Finnish professional golfer (born 1998

Sami Välimäki (born 16 July 1998) is a Finnish professional golfer who plays on the PGA Tour and the European Tour. In his 6th European Tour start, he won the 2020 Oman Open. In 2025, he became the first Finn to win on the PGA Tour when he won the RSM Classic.

==Amateur career==
During 2018, Välimäki was selected for the Europe team in the Bonallack Trophy and for the Continent of Europe team in the St Andrews Trophy. He played for the Finnish team that won the 2018 European Amateur Team Championship and represented Finland in the 2018 Eisenhower Trophy. He reached as high as 10th in the World Amateur Golf Ranking during 2018. While still an amateur, Välimäki also played a number of Nordic Golf League events during 2017 and 2018.

==Professional career==
Välimäki turned professional in early 2019 after the completion of his military service in Finland. He played mostly on the Pro Golf Tour during 2019. He won his first professional victory in February at the Open Casa Green Golf in Morocco. He won twice more on the tour in August and also won the end-of-season Castanea Resort Championship for his fourth win of the season. Despite his four wins he only finished second in the Order of Merit.

After his third win on the 2019 Pro Golf Tour, Välimäki earned a place on the Challenge Tour, but later he qualified for the European Tour for 2020 by finishing 8th in qualifying school. In his fifth start of the 2020 season, he won the Oman Open, beating Brandon Stone in a playoff.

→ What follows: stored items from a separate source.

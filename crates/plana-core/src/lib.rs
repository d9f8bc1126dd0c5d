//! plana Core - Planar shape construction and measurement
//!
//! This crate defines the shape types and the construction protocol:
//! - Numeric bounds (ShapeFloat) shared by every shape
//! - Per-kind builders (CircleBuilder, RectangleBuilder, TriangleBuilder)
//! - The read-only Shape handle and its ShapeKind tag
//! - The stateless ShapeFactory for named construction intents
//! - Tabular reporting of computed shapes

pub mod num;
pub mod error;
pub mod kind;
pub mod shape;
pub mod builder;
pub mod factory;
pub mod report;

pub use num::*;
pub use error::*;
pub use kind::*;
pub use shape::*;
pub use builder::*;
pub use factory::*;
pub use report::*;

In October 2023, Välimäki claimed his second European Tour win at the Commercial Bank Qatar Masters, beating Jorge Campillo in a playoff.

In 2024, Välimäki joined the PGA Tour, where he was runner-up at the Mexico Open in his 5th start.

In 2025, Välimäki achieved 5 PGA Tour]top 20 finishes in the first half of the year, and in November he secured his card for 2026 when he finished runner-up at the 2025 World Wide Technology Championship in Mexico. He was also runner-up at the 2025 Omega European Masters in Switzerland.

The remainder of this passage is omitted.